MINATBACA.com – Sebanyak 7.363 Sambungan Rumah (SR) di Kecamatan Menganti, Gresik, telah terpasang Jaringan Gas Bumi (Jargas).

SR tersebut tersebar di enam desa yakni, Desa Domas, Bringkang, Boteng, Putatlor, Gadingwatu, dan Sidojangkung. Rampungnya pengerjaan sambil menunggu pengoperasian, membuat Bupati Gresik Fandi Akhmad Yani menyampaikan terima kasih kepada Presiden Republik Indonesia atas dukungan program sambungan Jargas gratis bagi masyarakat. Dia mengatakan, program tersebut diusulkan oleh Pemerintah Kabupaten (Pemkab) Gresik, karena kebutuhan energi masyarakat dan aktivitas UMKM di wilayah tersebut cukup besar.

“Kita mengusulkan ini, karena ingin menghemat biaya masyarakat. Penggunaan LPG tabung dikonversi menjadi gas alam yang tarifnya lebih murah,” ujar Gus Yani-sapaan Bupati Gresik Fandi Akhmad Yani, saat mendampingi Kepala Staf Presiden Dudung Abdurachman mengecek kesiapan Jargas di Desa Domas, Jumat (18/9/2026).

Gus Yani menjelaskan, jika di Kecamatan Menganti terdapat banyak UMKM yang membutuhkan energi untuk produksi. Mulai dari usaha kecambah di Desa Hulaan, pemotongan ayam di Desa Mboro, hingga industri logam di Laban.

“Terutama bagi UMKM. Mereka sangat membutuhkan gas untuk kegiatan produksi. Lebih efektif dan lebih murah menggunakan jaringan gas ini,” katanya.

Gus Yani berharap, Jargas yang sudah terpasang dapat segera dioperasikan, dengan tarif yang terjangkau dan disosialisasikan secara jelas kepada masyarakat. Sementara Pemkab Gresik mendorong agar pengembangan jaringan, dapat dilanjutkan ke desa-desa lain.

“Dua atau tiga tahun lalu kita membangun di Kecamatan Cerme, sekarang bergeser ke Menganti. Mudah-mudahan kita bisa mengajukan lagi untuk desa yang lain,” tutur Gus Yani.

Dia menambahkan, dukungan Pemkab Gresik telah diberikan sejak proses pembangunan.
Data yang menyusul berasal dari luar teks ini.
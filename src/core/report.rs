//! Read-only aggregates over the task table for the admin dashboard.

use super::task::Task;
use super::task_state::TaskStatus;
use chrono::{DateTime, Utc};
use serde::Serialize;
use std::collections::HashMap;

#[derive(Debug, Clone, Serialize, PartialEq)]
#[serde(rename_all = "camelCase")]
pub struct TaskRow {
    pub id: String,
    pub theme: String,
    pub title: String,
    pub status: TaskStatus,
    pub created_at: DateTime<Utc>,
    pub completed_at: Option<DateTime<Utc>>,
    /// Formatted as `"<seconds>s"`
    pub duration: Option<String>,
}

#[derive(Debug, Clone, Serialize, PartialEq)]
#[serde(rename_all = "camelCase")]
pub struct TaskOverview {
    pub total: usize,
    pub completed: usize,
    pub failed: usize,
    pub processing: usize,
    pub active_users: usize,
    pub list: Vec<TaskRow>,
}

#[derive(Debug, Clone, Serialize, PartialEq)]
pub struct ThemeCount {
    pub name: String,
    pub count: usize,
}

#[derive(Debug, Clone, Serialize, PartialEq)]
#[serde(rename_all = "camelCase")]
pub struct TaskStats {
    pub total: usize,
    pub success: usize,
    pub failed: usize,
    /// Mean seconds from creation to completion over completed tasks
    pub average_time: i64,
    pub top_themes: Vec<ThemeCount>,
}

fn count(tasks: &[Task], pred: impl Fn(TaskStatus) -> bool) -> usize {
    tasks.iter().filter(|t| pred(t.status)).count()
}

/// All tasks, newest first, with per-status counters
pub fn overview(tasks: &[Task]) -> TaskOverview {
    let mut list: Vec<TaskRow> = tasks
        .iter()
        .map(|t| TaskRow {
            id: t.id.clone(),
            theme: t.theme.clone(),
            title: t.title.clone(),
            status: t.status,
            created_at: t.created_at,
            completed_at: t.completed_at,
            duration: t.duration_secs().map(|secs| format!("{}s", secs)),
        })
        .collect();
    list.sort_by(|a, b| b.created_at.cmp(&a.created_at));

    TaskOverview {
        total: tasks.len(),
        completed: count(tasks, |s| s == TaskStatus::Completed),
        failed: count(tasks, |s| s == TaskStatus::Failed),
        processing: count(tasks, TaskStatus::is_active),
        active_users: 0,
        list,
    }
}

pub fn stats(tasks: &[Task]) -> TaskStats {
    let durations: Vec<i64> = tasks
        .iter()
        .filter(|t| t.status == TaskStatus::Completed)
        .filter_map(Task::duration_secs)
        .collect();
    let average_time = if durations.is_empty() {
        0
    } else {
        let sum: i64 = durations.iter().sum();
        (sum as f64 / durations.len() as f64).round() as i64
    };

    let mut per_theme: HashMap<&str, usize> = HashMap::new();
    for task in tasks.iter().filter(|t| !t.theme.is_empty()) {
        *per_theme.entry(task.theme.as_str()).or_default() += 1;
    }
    let mut top_themes: Vec<ThemeCount> = per_theme
        .into_iter()
        .map(|(name, count)| ThemeCount {
            name: name.to_string(),
            count,
        })
        .collect();
    top_themes.sort_by(|a, b| b.count.cmp(&a.count).then_with(|| a.name.cmp(&b.name)));
    top_themes.truncate(5);

    TaskStats {
        total: tasks.len(),
        success: count(tasks, |s| s == TaskStatus::Completed),
        failed: count(tasks, |s| s == TaskStatus::Failed),
        average_time,
        top_themes,
    }
}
Termasuk perizinan, karena jaringan melintasi jalan kabupaten, dukungan sarana prasarana, serta sosialisasi bersama pemerintah desa.

“Ini sudah kita lakukan, tinggal operasionalnya,” ucap Gus Yani.

Sementara Dudung mengatakan, peninjauan yang dilakukan merupakan bagian dari pengawalan program prioritas nasional, khususnya dalam mendorong kemandirian energi dan mengurangi ketergantungan terhadap LPG impor. Secara nasional, pembangunan Jargas periode 2025-2026 ditargetkan mencapai 119.379 SR di 15 kabupaten/kota. Sedangkan untuk Kabupaten Gresik, jaringan yang dibangun mencapai 7.363 SR.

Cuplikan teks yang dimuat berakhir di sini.